对抗性攻击是深度神经网络（dnn）在安全敏感型应用中部署的主要障碍。为了解决这些对抗性干扰，已经开发了各种对抗性防御策略，对抗性训练（AT）是保护神经网络免受对抗性攻击的最有效方法之一。然而，现有的AT方法由于其有限的泛化性而与训练不可知论攻击作斗争。这说明AT模型对各种攻击缺乏统一的视角，无法进行通用防御。本文阐明了各种攻击下的可推广先验：一致类混淆（3C），即AT分类器经常在各种攻击中以高度相似的模式混淆正确类和模糊类之间的预测。依靠这种潜在先验作为可见攻击和不可知论攻击之间的桥梁，我们提出了一个更广义的AT模型，通过减轻一致类混淆（M3C）来抵抗训练不可知论攻击。具体来说，我们优化了一个对抗混淆损失（ACL），它是由不确定性加权的，以区分最混乱的类别，并鼓励AT模型关注这些混乱的样本。为了抑制影响正确预测和产生显著类混淆的恶性特征，我们提出了一种梯度感知注意（Gradient-Aware Attention， GAA）机制来增强正确类的分类置信度，消除类混淆。在多个基准测试和网络框架上的实验表明，我们的M3C模型显著提高了AT对不可知攻击的鲁棒性泛化。3C先验的发现揭示了防御大范围攻击的潜力和可能性，并为克服这一领域的挑战提供了新的视角。

本文章由计算机程序翻译，如有差异，请以英文原文为准。

求助全文

约1分钟内获得全文求助全文

来源期刊

IEEE Transactions on Pattern Analysis and Machine Intelligence 工程技术-工程：电子与电气

CiteScore

28.40

自引率

3.00%

发文量

885

审稿时长

8.5 months

期刊介绍： The IEEE Transactions on Pattern Analysis and Machine Intelligence publishes articles on all traditional areas of computer vision and image understanding, all traditional areas of pattern analysis and recognition, and selected areas of machine intelligence, with a particular emphasis on machine learning for pattern analysis.
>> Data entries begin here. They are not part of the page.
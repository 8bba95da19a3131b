use std::collections::{BTreeMap, HashMap};

use async_trait::async_trait;
use tokio::sync::RwLock;
use tracing::debug;

use super::{PersistenceGateway, SectionWrite, plan_section_write, retain_outline_sections};
use crate::{Document, DocumentId, DocumentShell, Error, Result, SectionRecord};

/// In-memory [`PersistenceGateway`].
#[derive(Debug, Default)]
pub struct MemoryStore {
    documents: RwLock<HashMap<DocumentId, Document>>,
}

impl MemoryStore {
    /// Create an empty store.
    #[must_use]
    pub fn new() -> Self {
        Self::default()
    }

    async fn write_section(&self, id: &DocumentId, record: SectionRecord) -> Result<()> {
        let mut documents = self.documents.write().await;
        let document = documents
            .get_mut(id)
            .ok_or_else(|| Error::NotFound(format!("document {id} has no shell")))?;

        let index = record.index;
        match plan_section_write(document.sections.get(&index), record) {
            SectionWrite::Store(record) => {
                debug!(document = %id, index, status = %record.status, "stored section");
                document.sections.insert(index, record);
            },
            SectionWrite::Unchanged | SectionWrite::KeepPersisted => {},
        }
        Ok(())
    }
}

#[async_trait]
impl PersistenceGateway for MemoryStore {
    async fn upsert_shell(&self, id: &DocumentId, shell: &DocumentShell) -> Result<()> {
        let mut documents = self.documents.write().await;
        match documents.get_mut(id) {
            Some(document) if document.shell == *shell => {},
            Some(document) => {
                document.shell = shell.clone();
                retain_outline_sections(&mut document.sections, shell);
            },
            None => {
                documents.insert(
                    id.clone(),
                    Document {
                        id: id.clone(),
                        shell: shell.clone(),
                        sections: BTreeMap::new(),
                    },
                );
            },
        }
        Ok(())
    }

    async fn upsert_section(&self, id: &DocumentId, index: u32, content: &str) -> Result<()> {
        self.write_section(id, SectionRecord::persisted(index, content))
            .await
    }

    async fn record_section_failure(
        &self,
        id: &DocumentId,
        index: u32,
        reason: &str,
    ) -> Result<()> {
        self.write_section(id, SectionRecord::failed(index, reason))
            .await
    }

    async fn load_document(&self, id: &DocumentId) -> Result<Option<Document>> {
        Ok(self.documents.read().await.get(id).cloned())
    }
}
Areas such as techniques for visual search, document and handwriting analysis, medical image analysis, video and image sequence analysis, content-based retrieval of image and video, face and gesture recognition and relevant specialized hardware and/or software architectures are also covered.